Dr. Dib: I do agree with that statement. I think it’s important to understand that not all patients with colorectal mets are the same. Of the number of patients in the United States who have colorectal cancer, let’s say 50% of them will have liver metastasis. Only 15%-20% of them will have liver-only metastasis.

This is only for patients who have liver-only metastasis without extrahepatic disease. And only maybe 15%-20% of them will meet all the criteria to be able to undergo liver transplantation. I think it’s for a very selective subset of patients who have very good tumor biology, generally young patients who don’t have any other alternative to having even a complex liver resection and are not able to get R0 resection. That is when we could think about doing liver transplantation.

It’s one more of the skills that we can have. It doesn’t mean that it will be the only skill, or the best skill, for all of the patients.

Dr. Schlechter: When a patient volunteers to be a living donor for a loved one or a family member, and they go through all the screening and they’re found to be a candidate, what is the surgical experience for that patient?

 

 

How long are they in the hospital? What sort of operation is that?

Dr. Dib: Living donors are very special patients. These are patients who do not need an operation. And the only reason they’re doing this is to save the life of their loved one. Donor safety is our priority number one, two, three, and four. The donor operation needs to be perfect.

And so we take good care of, first of all, selecting the living donors, making sure that they’re young and they don’t have any big contraindications. We also ensure that they are well informed of the process. The living donor surgery that we’re now doing is laparoscopic and minimally invasive. Here at Beth Israel Deaconess, we have done it laparoscopically with very good results.

I think that experience before and after the surgery gets so much better because of the better recovery. They’re able to go home, in general, within 4 or 5 days, and they get on with their normal life within 6-8 weeks. I think it’s important for them to know all the processes and the actual risks and benefits for the recipient.

Among those risks, I think it’s important for them to understand that this is a complex operation. Even if we do it laparoscopically or robotically, so that the scar is less, inside we’re still taking out half of the liver. That is a surgery that needs to be undertaken very meticulously, with a focus on minimizing any bleeding.

It’s a surgery that takes a long time. It takes about 6 hours. We do our best to try to minimize any risks.

Dr. Schlechter: Excellent. Thanks for that. Today we had Dr. Martin Dib joining us to discuss liver transplant for metastatic colorectal cancer. We discussed the various important criteria. We discussed that early referral to multidisciplinary centers that manage these is important to help get patients set up.

We discussed the fact that there are certain inclusion and exclusion criteria to consider. Obviously, unresectable disease is a critical determination that should be made by a liver surgeon. The absence of extrahepatic disease is important in staging with PET or other imaging. We discussed certain other biological exclusions.

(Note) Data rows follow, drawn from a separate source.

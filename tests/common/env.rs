//! Test environment builder for isolated solbuild testing.
//!
//! Provides `TestEnv` - a temp project directory with a stub `solc` on a
//! private `bin/` directory, plus helpers to run the solbuild binary.

#![allow(dead_code)]

use std::path::{Path, PathBuf};
use std::process::{Command, Output};

use tempfile::TempDir;

use super::fixtures::{CAMPAIGN_RESPONSE, SYNTAX_ERROR_RESPONSE};

/// Result of running a solbuild CLI command
#[derive(Debug)]
pub struct TestResult {
    pub success: bool,
    pub exit_code: i32,
    pub stdout: String,
    pub stderr: String,
}

impl TestResult {
    /// Check if command succeeded
    pub fn is_success(&self) -> bool {
        self.success
    }

    /// Combine stdout and stderr
    pub fn combined_output(&self) -> String {
        format!("{}\n{}", self.stdout, self.stderr)
    }
}

/// Isolated test environment with a temp project directory.
pub struct TestEnv {
    /// Temporary directory for the project
    pub project_root: TempDir,
    /// Directory holding the stub `solc`, prepended to `PATH`
    bin_dir: PathBuf,
    solbuild_bin: PathBuf,
}

impl TestEnv {
    /// Create a new TestEnvBuilder
    pub fn builder() -> TestEnvBuilder {
        TestEnvBuilder::new()
    }

    /// Get path relative to project root
    pub fn project_path(&self, relative: &str) -> PathBuf {
        self.project_root.path().join(relative)
    }

    /// Path of the stub compiler
    pub fn solc_path(&self) -> PathBuf {
        self.bin_dir.join("solc")
    }

    /// Standard-JSON request the stub compiler last received
    pub fn last_solc_input(&self) -> serde_json::Value {
        let raw = std::fs::read_to_string(self.bin_dir.join("last-input.json"))
            .expect("stub solc was not invoked");
        serde_json::from_str(&raw).expect("stub solc input is not JSON")
    }

    /// Run solbuild in this environment from project root
    pub fn run(&self, args: &[&str]) -> TestResult {
        self.run_from(self.project_root.path(), args)
    }

    /// Run solbuild from a specific directory
    pub fn run_from(&self, cwd: &Path, args: &[&str]) -> TestResult {
        let path = match std::env::var_os("PATH") {
            Some(existing) => {
                let mut dirs = vec![self.bin_dir.clone()];
                dirs.extend(std::env::split_paths(&existing));
                std::env::join_paths(dirs).expect("PATH entries are joinable")
            }
            None => self.bin_dir.clone().into_os_string(),
        };

        let mut attempts = 0;
        loop {
            let output = Command::new(&self.solbuild_bin)
                .current_dir(cwd)
                .args(args)
                .env("PATH", &path)
                .output()
                .expect("Failed to execute solbuild");
            let result = output_to_result(output);

            // ETXTBSY: a sibling test forked while its stub was still open for writing
            if !result.success && result.stderr.contains("Text file busy") && attempts < 5 {
                attempts += 1;
                std::thread::sleep(std::time::Duration::from_millis(50));
                continue;
            }
            return result;
        }
    }

    /// Read a file from the project
    pub fn read_project_file(&self, relative_path: &str) -> String {
        let full_path = self.project_path(relative_path);
        std::fs::read_to_string(&full_path)
            .unwrap_or_else(|e| panic!("Failed to read {}: {}", relative_path, e))
    }

    /// Parse a JSON file from the project
    pub fn read_json(&self, relative_path: &str) -> serde_json::Value {
        serde_json::from_str(&self.read_project_file(relative_path))
            .unwrap_or_else(|e| panic!("{} is not valid JSON: {}", relative_path, e))
    }

    /// Write a file to the project directory
    pub fn write_project_file(&self, relative_path: &str, content: &str) {
        let full_path = self.project_path(relative_path);
        if let Some(parent) = full_path.parent() {
            std::fs::create_dir_all(parent).expect("Failed to create directories");
        }
        std::fs::write(&full_path, content).expect("Failed to write file");
    }

    /// Sorted file names directly inside a project directory
    pub fn list_dir(&self, relative_path: &str) -> Vec<String> {
        let mut names: Vec<String> = std::fs::read_dir(self.project_path(relative_path))
            .unwrap_or_else(|e| panic!("Failed to list {}: {}", relative_path, e))
            .map(|entry| entry.unwrap().file_name().to_string_lossy().into_owned())
            .collect();
        names.sort();
        names
    }
}

fn output_to_result(output: Output) -> TestResult {
    TestResult {
        success: output.status.success(),
        exit_code: output.status.code().unwrap_or(-1),
        stdout: String::from_utf8_lossy(&output.stdout).to_string(),
        stderr: String::from_utf8_lossy(&output.stderr).to_string(),
    }
}

/// Builder for TestEnv with fluent API
pub struct TestEnvBuilder {
    files: Vec<(String, String)>,
    solc_script: Option<String>,
}

impl TestEnvBuilder {
    /// Create a new builder with default settings
    pub fn new() -> Self {
        Self {
            files: Vec::new(),
            solc_script: None,
        }
    }

    /// Write `contracts/Campaign.sol`
    pub fn with_source(self, content: &str) -> Self {
        self.with_file("contracts/Campaign.sol", content)
    }

    /// Write `solbuild.toml`
    pub fn with_config(self, toml: &str) -> Self {
        self.with_file("solbuild.toml", toml)
    }

    /// Write an arbitrary project file
    pub fn with_file(mut self, relative_path: &str, content: &str) -> Self {
        self.files
            .push((relative_path.to_string(), content.to_string()));
        self
    }

    /// Replace the stub compiler body (a `/bin/sh` script)
    pub fn with_solc_script(mut self, script: &str) -> Self {
        self.solc_script = Some(script.to_string());
        self
    }

    /// Build the TestEnv
    pub fn build(self) -> TestEnv {
        let project_root = TempDir::new().expect("Failed to create project temp dir");
        let bin_dir = project_root.path().join(".bin");
        std::fs::create_dir_all(&bin_dir).expect("Failed to create bin dir");

        for (name, content) in &self.files {
            let path = project_root.path().join(name);
            if let Some(parent) = path.parent() {
                std::fs::create_dir_all(parent).expect("Failed to create directories");
            }
            std::fs::write(&path, content).expect("Failed to write project file");
        }

        let script = self.solc_script.unwrap_or_else(default_solc_script);
        write_executable(&bin_dir.join("solc"), &script);

        TestEnv {
            project_root,
            bin_dir,
            solbuild_bin: PathBuf::from(env!("CARGO_BIN_EXE_solbuild")),
        }
    }
}

impl Default for TestEnvBuilder {
    fn default() -> Self {
        Self::new()
    }
}

/// Stub compiler: records its input, answers with a canned response
///
/// Sources containing `contract CampaignFactory` compile; anything else is
/// reported as a parser error.
fn default_solc_script() -> String {
    format!(
        r#"input=$(cat)
printf '%s' "$input" > "$(dirname "$0")/last-input.json"
case "$input" in
  *"contract CampaignFactory"*) printf '%s' '{campaign}' ;;
  *) printf '%s' '{broken}' ;;
esac"#,
        campaign = CAMPAIGN_RESPONSE,
        broken = SYNTAX_ERROR_RESPONSE,
    )
}

fn write_executable(path: &Path, script: &str) {
    use std::os::unix::fs::PermissionsExt;

    std::fs::write(path, format!("#!/bin/sh\n{}\n", script)).expect("Failed to write stub");
    let mut perms = std::fs::metadata(path).unwrap().permissions();
    perms.set_mode(0o755);
    std::fs::set_permissions(path, perms).expect("Failed to make stub executable");
}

There’s a relative contraindication of right-sided vs left-sided cancers, but right-sided cancers can be transplanted. We discussed that an elevated CEA greater than 80 is a contraindication, as are mutations in BRAF. We reviewed data from both the TRANSMET trial recently published in The Lancet and presented at ASCO in 2024, as well as the older Oslo criteria and Oslo trials and SECA trials.

And finally, we heard that donors can now come as living donors, a laparoscopic robotic surgery with a better safety profile, and greater access to organs that are ABO matched and not HLA matched because of the nature of the biology. Thank you again for joining us.


 

Benjamin L. Schlechter, MD, is senior physician, Gastrointestinal Cancer Center, Dana-Farber Cancer Institute, Boston, Massachusetts. He has disclosed no relevant financial relationships. Martin J. Dib, MD, is member of the faculty, Department of Surgery, Harvard Medical School; director of Hepatobiliary Surgery, Division of Transplantation, Beth Israel Deaconess Medical Center, Boston. He has disclosed no relevant financial relationships.

A version of this transcript appeared on Medscape.com.